How to Get By Without a Steady Source of Income

How to Get By Without a Steady Source of Income

When you’re not working a steady part or full-time job, it can affect your finances in different ways. You might earn a large income from freelance, seasonal, commission, or contract work all at one time, then spend months looking for another opportunity. Because of this, keeping up with monthly bills while attempting to save for not only an emergency fund but your financial future, in general, can be a trying task. Whatever the type of work you might be involved with, living without a steady source of income takes some careful planning and budgeting to prepare for the periods of little-to-no income. The Rebound Finance Team has a few tips below so that you can create a budget that suits your lifestyle, despite your inconsistent income.

Keep a Record of Your Income

The first step you should take is to keep a record of all your paychecks, invoices, or pay-stubs from however many jobs you work. This way you’ll be able to calculate how much you make on a monthly/yearly basis. Then you can:

  • Monitor your income over the months to come.
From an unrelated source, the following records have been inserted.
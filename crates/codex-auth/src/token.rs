//! OAuth token endpoint client
//!
//! Handles the three token endpoint interactions:
//! 1. Authorization code exchange (login completion)
//! 2. Token refresh
//! 3. Id-token to API-key exchange (optional secondary credential)
//!
//! All three POST a form to `OAuthConfig::token_endpoint`. Failures are
//! classified so the refresher knows which ones are worth retrying:
//! transport errors, 429 and 5xx become `Error::Http`; a rejected grant
//! (400 `invalid_grant`, 401, 403) becomes `Error::InvalidCredentials`.

use reqwest::StatusCode;
use serde::{Deserialize, Serialize};
use serde_json::Value;

use crate::constants::{
    ID_TOKEN_TYPE, OAuthConfig, REQUESTED_API_KEY, TOKEN_EXCHANGE_GRANT,
};
use crate::error::{Error, Result};

/// Response from the token endpoint for code exchange and refresh.
///
/// A refresh response may omit `id_token` and `refresh_token`; the caller
/// keeps the previous values in that case.
#[derive(Deserialize, Serialize)]
pub struct TokenResponse {
    #[serde(default)]
    pub id_token: Option<String>,
    pub access_token: String,
    #[serde(default)]
    pub refresh_token: Option<String>,
    /// Seconds until the access token expires (delta, not absolute)
    #[serde(default)]
    pub expires_in: Option<u64>,
}

impl std::fmt::Debug for TokenResponse {
    fn fmt(&self, f: &mut std::fmt::Formatter<'_>) -> std::fmt::Result {
        f.debug_struct("TokenResponse")
            .field("has_id_token", &self.id_token.is_some())
            .field("has_refresh_token", &self.refresh_token.is_some())
            .field("expires_in", &self.expires_in)
            .finish()
    }
}

#[derive(Deserialize)]
struct ApiKeyResponse {
    access_token: String,
}

/// Exchange an authorization code for tokens.
pub async fn exchange_code(
    client: &reqwest::Client,
    config: &OAuthConfig,
    code: &str,
    verifier: &str,
) -> Result<TokenResponse> {
    let response = client
        .post(&config.token_endpoint)
        .form(&[
            ("grant_type", "authorization_code"),
            ("code", code),
            ("code_verifier", verifier),
            ("client_id", config.client_id.as_str()),
            ("redirect_uri", config.redirect_uri.as_str()),
        ])
        .send()
        .await
        .map_err(|e| Error::Http(format!("token exchange request failed: {}", e.without_url())))?;

    let status = response.status();
    if !status.is_success() {
        let body = response.text().await.unwrap_or_default();
        let detail = summarize_error_body(&body);
        if is_transient_status(status) {
            return Err(Error::Http(format!("token endpoint returned {status}{detail}")));
        }
        return Err(Error::TokenExchange(format!(
            "token endpoint returned {status}{detail}"
        )));
    }

    response
        .json::<TokenResponse>()
        .await
        .map_err(|_| Error::TokenExchange("invalid token response".into()))
}

/// Refresh an access token using a refresh token.
pub async fn refresh_token(
    client: &reqwest::Client,
    config: &OAuthConfig,
    refresh: &str,
) -> Result<TokenResponse> {
    let response = client
        .post(&config.token_endpoint)
        .form(&[
            ("grant_type", "refresh_token"),
            ("refresh_token", refresh),
            ("client_id", config.client_id.as_str()),
            ("scope", "openid profile email"),
        ])
        .send()
        .await
        .map_err(|e| Error::Http(format!("token refresh request failed: {}", e.without_url())))?;

    let status = response.status();
    if !status.is_success() {
        let body = response.text().await.unwrap_or_default();
        let detail = summarize_error_body(&body);

        if is_rejected_grant(status, &body) {
            return Err(Error::InvalidCredentials(format!(
                "refresh token rejected ({status}){detail}"
            )));
        }
        if is_transient_status(status) {
            return Err(Error::Http(format!("token refresh returned {status}{detail}")));
        }
        return Err(Error::TokenExchange(format!(
            "token refresh returned {status}{detail}"
        )));
    }

    response
        .json::<TokenResponse>()
        .await
        .map_err(|_| Error::TokenExchange("invalid refresh response".into()))
}

/// Exchange an id token for an OpenAI API key (RFC 8693 token exchange).
pub async fn exchange_api_key(
    client: &reqwest::Client,
    config: &OAuthConfig,
    id_token: &str,
) -> Result<String> {
    let response = client
        .post(&config.token_endpoint)
        .form(&[
            ("grant_type", TOKEN_EXCHANGE_GRANT),
            ("client_id", config.client_id.as_str()),
            ("requested_token", REQUESTED_API_KEY),
            ("subject_token", id_token),
            ("subject_token_type", ID_TOKEN_TYPE),
        ])
        .send()
        .await
        .map_err(|e| Error::Http(format!("API key exchange request failed: {}", e.without_url())))?;

    let status = response.status();
    if !status.is_success() {
        let body = response.text().await.unwrap_or_default();
        return Err(Error::TokenExchange(format!(
            "API key exchange returned {status}{}",
            summarize_error_body(&body)
        )));
    }

    let payload = response
        .json::<ApiKeyResponse>()
        .await
        .map_err(|_| Error::TokenExchange("invalid API key exchange response".into()))?;
    if payload.access_token.trim().is_empty() {
        return Err(Error::TokenExchange(
            "API key exchange returned an empty key".into(),
        ));
    }
    Ok(payload.access_token)
}

fn is_transient_status(status: StatusCode) -> bool {
    status.is_server_error() || status == StatusCode::TOO_MANY_REQUESTS
}

fn is_rejected_grant(status: StatusCode, body: &str) -> bool {
    match status.as_u16() {
        401 | 403 => true,
        400 => error_code(body).is_some_and(|code| {
            matches!(
                code.as_str(),
                "invalid_grant" | "refresh_token_expired" | "refresh_token_reused"
                    | "refresh_token_invalidated"
            )
        }),
        _ => false,
    }
}

/// OAuth error code from a token endpoint body. Handles both the RFC 6749
/// shape (`{"error":"invalid_grant"}`) and the nested
/// `{"error":{"code":"..."}}` shape.
fn error_code(body: &str) -> Option<String> {
    let value: Value = serde_json::from_str(body).ok()?;
    match value.get("error")? {
        Value::String(code) => Some(code.clone()),
        Value::Object(obj) => obj
            .get("code")
            .or_else(|| obj.get("type"))
            .and_then(Value::as_str)
            .map(str::to_owned),
        _ => None,
    }
}

/// Reduce an error body to `": <code> (<description>)"`.
///
/// Only the OAuth `error` / `error_description` fields are kept, so echoed
/// request parameters (codes, refresh tokens) can never leak into messages.
fn summarize_error_body(body: &str) -> String {
    let Some(code) = error_code(body) else {
        return String::new();
    };
    let description = serde_json::from_str::<Value>(body).ok().and_then(|v| {
        v.get("error_description")
            .or_else(|| v.get("error").and_then(|e| e.get("message")))
            .and_then(Value::as_str)
            .map(|s| s.chars().take(200).collect::<String>())
    });
    match description {
        Some(desc) => format!(": {code} ({desc})"),
        None => format!(": {code}"),
    }
}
You’ll be able to get an estimate of your average monthly income, then start creating a budget.
  • Subtract 10-15% of that average monthly income, then see if it’s possible for you to live without that extra money.
  • Try to get an idea of the times when you won’t be making as much, allowing you to prepare yourself for the financial repercussions of those months.

Deal With Your Other Bills Beforehand

Whatever income you do earn, it’s best to use it to pay off your monthly bills right away, as soon as you’re paid. Afterwards, you’ll be able to see what remains, then dedicate it to your other necessary expenses or to your savings account.

  • Consider opening two separate savings accounts. The first will be your designated “income” account, the second will be your “living expenses” account.
  • Deposit your paychecks into the “income” account.
  • Calculate your exact monthly expenses, then draw funds from your income account and put them into your “living expenses” account as needed.
  • Then, use the money in your living expenses account to pay for your necessaries (bills, rent, food etc.)
  • The leftover money can then be used during the less-income months or savings (if possible).

Calculate the Inconsistent/Unexpected Costs

While your primary budget should consist of the necessary expenses, such as, groceries, housing costs/rent, transportation-related costs, utilities and paying your other monthly bills. Once this is ready, you can start on a secondary budget which will be dedicated to the inconsistent or unexpected costs.

  • Consider seasonal/annual or irregular expenses (yearly bills, gifts, clothing/consumer goods, entertainment/activities). Your secondary budget should now be used as a yearly budget.
  • Once this is done, calculate your future expenses based on how much you’ll have to both spend and save during a low-income month.

Dedicate Your Regular Income to Your General Expenses

Consider which sources of income are the most frequent ones. You should dedicate those more regular sources to all your important and necessary expenses. Relying too much on an inconsistent source of income as a way to pay off say, your rent, is just asking for financial trouble down the line. You can then use your other, less frequent incomes for other costs that aren’t as important, such as consumer goods, leisure, and vacation time.

Just remember, the vital expenses like your rent/mortgage, food/household items, and bill repayment should come first. So, if you really need to use some of the earnings from your irregular income sources to pay these costs, do so.

Hope for the Best, but be Prepared for the Worst

Whether you’re making a steady income or not, it’s important to remember that situations can happen that are simply out of your control. These financial emergencies can be a huge drain on your finances. Consider the following:

  • Income tax deductions. When you aren’t making a consistent income, it means a portion of your earnings is not going to the federal government for tax purposes, like you would see on a regular company paycheck. In this case, you could be responsible for paying your income tax deductions for any earnings more than $400. So, it’s very important that you save part of your inconsistent income that you can dedicate to your deduction at the start of tax season every year.
  • Setting up a “rainy-day” fund. This is something that everyone should do whenever possible. Financial emergencies can be hard on anyone, even those that currently have a regular income. A large expense that you didn’t predict could cause you a sizeable debt. This can be especially hard to deal with if you don’t earn a steady income, so an emergency fund is key.

Spend and Save Wisely

If you aren’t currently earning a steady income, don’t worry, it is possible to get by and still have a solid financial future. What you need to do is calculate all your general expenses, then spend and save your money wisely. In fact, living without a regular income is a good way to learn how to budget properly and not fall into unhealthy spending habits.